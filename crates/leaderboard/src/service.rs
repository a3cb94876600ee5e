//! Loads a day's workout logs and ranks them.

use workout_store::{DayWindow, Result, WorkoutStore};

use crate::aggregate::{LeaderboardRow, aggregate};

/// Builds leaderboards from a workout store.
pub struct LeaderboardService<S: WorkoutStore> {
    store: S,
}

impl<S: WorkoutStore> LeaderboardService<S> {
    /// Creates a new leaderboard service over the given store.
    pub fn new(store: S) -> Self {
        Self { store }
    }

    /// Ranks every user who logged reps inside `window`.
    #[tracing::instrument(skip(self), fields(start = %window.start, end = %window.end))]
    pub async fn for_window(&self, window: DayWindow) -> Result<Vec<LeaderboardRow>> {
        let entries = self.store.logs_in_window(window).await?;
        let entry_count = entries.len();

        let rows = aggregate(entries);

        metrics::histogram!("leaderboard_rows").record(rows.len() as f64);
        tracing::debug!(entries = entry_count, rows = rows.len(), "leaderboard aggregated");

        Ok(rows)
    }

    /// Ranks the current UTC day.
    pub async fn today(&self) -> Result<Vec<LeaderboardRow>> {
        self.for_window(DayWindow::today()).await
    }
}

What to do -
Please return each line of the data above in which the word "LeaderboardRow" occurs.

Result of this task -
use crate::aggregate::{LeaderboardRow, aggregate};
    pub async fn for_window(&self, window: DayWindow) -> Result<Vec<LeaderboardRow>> {
    pub async fn today(&self) -> Result<Vec<LeaderboardRow>> {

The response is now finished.